Let’s assume that you are a 14 to 17-year-old teen and last week you were out with your friends on a beach or some restaurant to spend some leisure time. While waiting for an order to serve, one of your friends starts a topic that fascinates you. Let’s see a movie or a game. However, that friend starts saying some negative comments about that movie/game and interestingly all others including you agree with your friend. Although inwardly you know that it is a game you happen to enjoy quite a lot but, apparently, not wanting to debate the issue, you go along with the crowd. The social stress which you just experienced is commonly referred to as peer pressure or peer influence.
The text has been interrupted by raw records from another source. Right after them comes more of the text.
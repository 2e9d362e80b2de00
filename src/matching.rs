//! Title/artist normalization and similarity scoring.
//!
//! Providers return catalog metadata that rarely matches the query verbatim
//! ("Song A (Remastered 2011)", "Artist X & Artist Y"). Candidates are
//! compared on normalized text using the Sørensen–Dice coefficient over
//! character bigrams, which tolerates punctuation, casing and small
//! suffixes without accepting unrelated tracks.

use std::collections::HashMap;

use crate::types::{TrackMetadata, TrackQuery};

/// Weight of the title in the combined score; artists take the rest.
const TITLE_WEIGHT: f64 = 0.6;

/// Maximum tolerated length difference when both sides know the duration.
pub const DURATION_TOLERANCE_SECS: u32 = 10;

/// Lowercases, drops bracketed suffixes and collapses non-alphanumerics.
pub fn normalize(text: &str) -> String {
    let mut out = String::with_capacity(text.len());
    let mut depth = 0usize;
    for c in text.chars() {
        match c {
            '(' | '[' => depth += 1,
            ')' | ']' => depth = depth.saturating_sub(1),
            _ if depth > 0 => {}
            c if c.is_alphanumeric() => out.extend(c.to_lowercase()),
            _ => out.push(' '),
        }
    }
    out.split_whitespace().collect::<Vec<_>>().join(" ")
}

/// Canonical artist string: normalized names, sorted, joined.
pub fn normalize_artists(artists: &[String]) -> String {
    let mut names: Vec<String> = artists
        .iter()
        .map(|a| normalize(a))
        .filter(|a| !a.is_empty())
        .collect();
    names.sort();
    names.dedup();
    names.join(" ")
}

/// Normalized external id (ISRCs are case-insensitive and often hyphenated).
pub fn normalize_external_id(id: &str) -> String {
    id.chars()
        .filter(|c| c.is_ascii_alphanumeric())
        .map(|c| c.to_ascii_uppercase())
        .collect()
}

fn bigrams(text: &str) -> HashMap<(char, char), usize> {
    let chars: Vec<char> = text.chars().filter(|c| !c.is_whitespace()).collect();
    let mut grams = HashMap::new();
    for pair in chars.windows(2) {
        *grams.entry((pair[0], pair[1])).or_insert(0) += 1;
    }
    grams
}

/// Dice similarity of two strings after normalization, in `0.0..=1.0`.
pub fn similarity(a: &str, b: &str) -> f64 {
    let (a, b) = (normalize(a), normalize(b));
    if a == b {
        return if a.is_empty() { 0.0 } else { 1.0 };
    }

    let (ga, gb) = (bigrams(&a), bigrams(&b));
    let total: usize = ga.values().sum::<usize>() + gb.values().sum::<usize>();
    if total == 0 {
        return 0.0;
    }

    let shared: usize = ga
        .iter()
        .map(|(gram, n)| gb.get(gram).map_or(0, |m| (*n).min(*m)))
        .sum();
    (2 * shared) as f64 / total as f64
}

/// Whether both sides carry the same external id.
pub fn external_id_matches(query: &TrackQuery, candidate: &TrackMetadata) -> bool {
    match (&query.external_id, &candidate.external_id) {
        (Some(q), Some(c)) => {
            let q = normalize_external_id(q);
            !q.is_empty() && q == normalize_external_id(c)
        }
        _ => false,
    }
}

/// Combined title/artist score of a candidate against a query.
///
/// A query without artists is scored on the title alone.
pub fn score(query: &TrackQuery, candidate: &TrackMetadata) -> f64 {
    let title = similarity(&query.title, &candidate.title);
    let query_artists = normalize_artists(&query.artists);
    if query_artists.is_empty() {
        return title;
    }

    let artists = similarity(&query_artists, &normalize_artists(&candidate.artists));
    TITLE_WEIGHT * title + (1.0 - TITLE_WEIGHT) * artists
}

/// Whether the candidate's duration is compatible with the query's hint.
pub fn duration_compatible(query: &TrackQuery, candidate: &TrackMetadata) -> bool {
    match (query.duration_hint, candidate.duration) {
        (Some(q), Some(c)) => q.abs_diff(c) <= DURATION_TOLERANCE_SECS,
        _ => true,
    }
}

/// Match policy: exact external id wins, otherwise a fuzzy match above the floor.
pub fn accepts(query: &TrackQuery, candidate: &TrackMetadata, floor: f64) -> bool {
    if external_id_matches(query, candidate) {
        return true;
    }
    duration_compatible(query, candidate) && score(query, candidate) >= floor
}

/// Picks the best candidate: an external id hit first, else the highest score.
pub fn best_candidate<'a, T>(
    query: &TrackQuery,
    candidates: &'a [T],
    metadata: impl Fn(&T) -> TrackMetadata,
) -> Option<&'a T> {
    if let Some(hit) = candidates
        .iter()
        .find(|c| external_id_matches(query, &metadata(*c)))
    {
        return Some(hit);
    }

    candidates
        .iter()
        .map(|c| (score(query, &metadata(c)), c))
        .max_by(|a, b| a.0.total_cmp(&b.0))
        .map(|(_, c)| c)
}

#[cfg(test)]
mod tests {
    use super::*;

    #[test]
    fn normalize_strips_brackets_and_punctuation() {
        assert_eq!(normalize("Song A (Remastered 2011)"), "song a");
        assert_eq!(normalize("  Don't   Stop [Live] "), "don t stop");
    }

    #[test]
    fn artists_are_order_insensitive() {
        let a = normalize_artists(&["Beta".into(), "alpha".into()]);
        let b = normalize_artists(&["ALPHA".into(), "beta".into()]);
        assert_eq!(a, b);
    }

    #[test]
    fn isrc_normalization() {
        assert_eq!(normalize_external_id("us-abc-12-34567"), "USABC1234567");
    }
}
Every day, people of different ages experienced and become a victim of peer pressure. The pressure or influence can be a reason for a victim friend to adopt a particular type of behaviour, dress, or attitude in order to be accepted as part of a social (peer) group. For teenagers, it’s likely that they have experienced the effect of peer influence in a number of different areas, ranging from the clothes you wear to the music they listen to. However, peer pressure is not necessarily a bad thing. We are all influenced by our peers, both negatively and positively, at any age.
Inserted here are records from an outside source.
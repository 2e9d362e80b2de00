use axum::response::Json;
use serde_json::{Value, json};

pub async fn health() -> Json<Value> {
    Json(json!({
        "status": "ok",
        "service": env!("CARGO_PKG_NAME"),
        "version": env!("CARGO_PKG_VERSION")
    }))
}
School and other leisure activities provide ways for teens to spend more time with their friends than their families. As they grownup and become more independent, their friends naturally start playing a greater role in their lives. Particularly in emotional situations, peer influence can be hard to resist and it really has started becoming pressure. As a result of this peer pressure, the victimise teen may feel compelled to do something, he/she uncomfortable with.

When Might Positive Peer Pressure Happen?

When I feel:

  • a sense of belonging and support of my friends
  • increased self-confidence with friends
  • to have positive hobbies and interests with my friends
  • reinforced to positive habits and attitudes.

When Might Negative Peer Pressure Happen?

When I feel:

  • the pressure to use alcohol, cigarettes or drugs from my friends
  • the pressure to engage in risk-taking behaviours with my friends
  • distracted from schoolwork due to friendship goals
  • distance between family and existing friends
  • drastic changes in behaviour and attitudes in myself.

How to Avoid Negative Peer Pressure in School and Daily Life
(Source: acreditedschoolsonline.com)

  • Spend time with those who resist peer pressure: You’ll learn who they are quick; they’re the ones who stand up for themselves even in the face of bullying. These are the people you want in your corner.
  • Learn how to be assertive: Learn to say “No” in a way that’s calm and convincing.
  • Ask for help if necessary: If you’re faced with relentless bullying, don’t simply wait for it to go away. Reach out to a teacher, mentor, parent or counsellor to get some help with the problem.
  • Get out of the situation: When a situation begins to turn bad, such as a group of people doing risky things, get out of the situation as soon as you can. Have an excuse ready that you can use if you need to.
  • Choose friends carefully: Remember, a true friend won’t push you to do something that makes you uncomfortable. And when it comes to resisting negative pressures, it helps to have a buddy. Agree that you’ll have each other’s backs on certain things, such as not drinking too much.
  • Use the delay tactic: Rather than answer immediately, say you’re going to think something over first. That time buffer makes your eventual “no” less of a surprise.
  • Think ahead: If you know there will be drugs or alcohol at a party, decide in advance how you will handle it, or make other plans.
  • Provide your own positive pressure: Rather than simply fighting against negative pressure, focus on providing a positive alternative. For instance, counter a fraternity party invitation with a proposal to go see a movie instead.
  • It’s okay to be alone: Sometimes we give in to peer pressure to avoid feeling lonely. But spending time with yourself is a way to rejuvenate and reinforce your own priorities.

Remember, students, if you encounter peer pressure don’t hold it back in your chest – it will be triggered you more intensely. Simply talk to your first available person of trust (mentor/parent/unbiased friend). Make a plan and don’t demoralise yourself. The very first thing that can be affected by peer pressure is your decision-making sense. Once you are out of this sense, your confidence will be ruined and you find yourself in the pitch-black situation. You will feel there is no one who will understand you which Is simply not the case. Keep that in your mind that your most important peer in this whole world is – You. No friend is as important as yourself.